Et Mme Cottard sortit de son manchon pour la tendre à Swann sa main gantée de blanc d'où s'échappa, avec une correspondance, une vision de haute vie qui remplit l'omnibus, mêlée à l'odeur du teinturier. Et Swann se sentit déborder de tendresse pour elle, autant que pour Mme Verdurin (et presque autant que pour Odette, car le sentiment qu'il éprouvait pour cette dernière, n'étant plus mêlé de douleur, n'était plus guère de l'amour), tandis que de la plate-forme il la suivait de ses yeux attendris, qui enfilait courageusement la rue Bonaparte, l'aigrette haute, d'une main relevant sa jupe, de l'autre tenant son en-tout-cas et son porte-cartes dont elle laissait voir le chiffre, laissant baller devant elle son manchon.

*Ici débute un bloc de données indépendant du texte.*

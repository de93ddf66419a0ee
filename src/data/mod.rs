// ============================================================
// Layer 4 — Text Pipeline
// ============================================================
// Everything between the raw request text and the finished
// token view:
//
//   raw text
//       │
//       ▼
//   Segmenter       → sentences of token strings
//       │
//       ▼
//   OffsetAligner   → Token annotations with char offsets
//       │
//       ▼
//   View            → handed to the application layer
//
// Each step is independently testable: the aligner can be
// fed fixed token batches without running a tokenizer.

/// Segmenter implementations and sentence grouping
pub mod segmenter;

/// Maps token strings back onto character offsets
pub mod aligner;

Pour faire concurrence aux sentiments maladifs que Swann avait pour Odette, Mme Cottard, meilleur thérapeute que n'eût été son mari, avait greffé à côté d'eux d'autres sentiments, normaux ceux-là, de gratitude, d'amitié des sentiments qui dans l'esprit de Swann rendraient Odette plus humaine (plus semblable aux autres femmes, parce que d'autres femmes aussi pouvaient les lui inspirer), hâteraient sa transformation définitive en cette Odette aimée d'affection paisible, qui l'avait ramené un soir après une fête chez le peintre boire un verre d'orangeade avec Forcheville et près de qui Swann avait entrevu qu'il pourrait vivre heureux.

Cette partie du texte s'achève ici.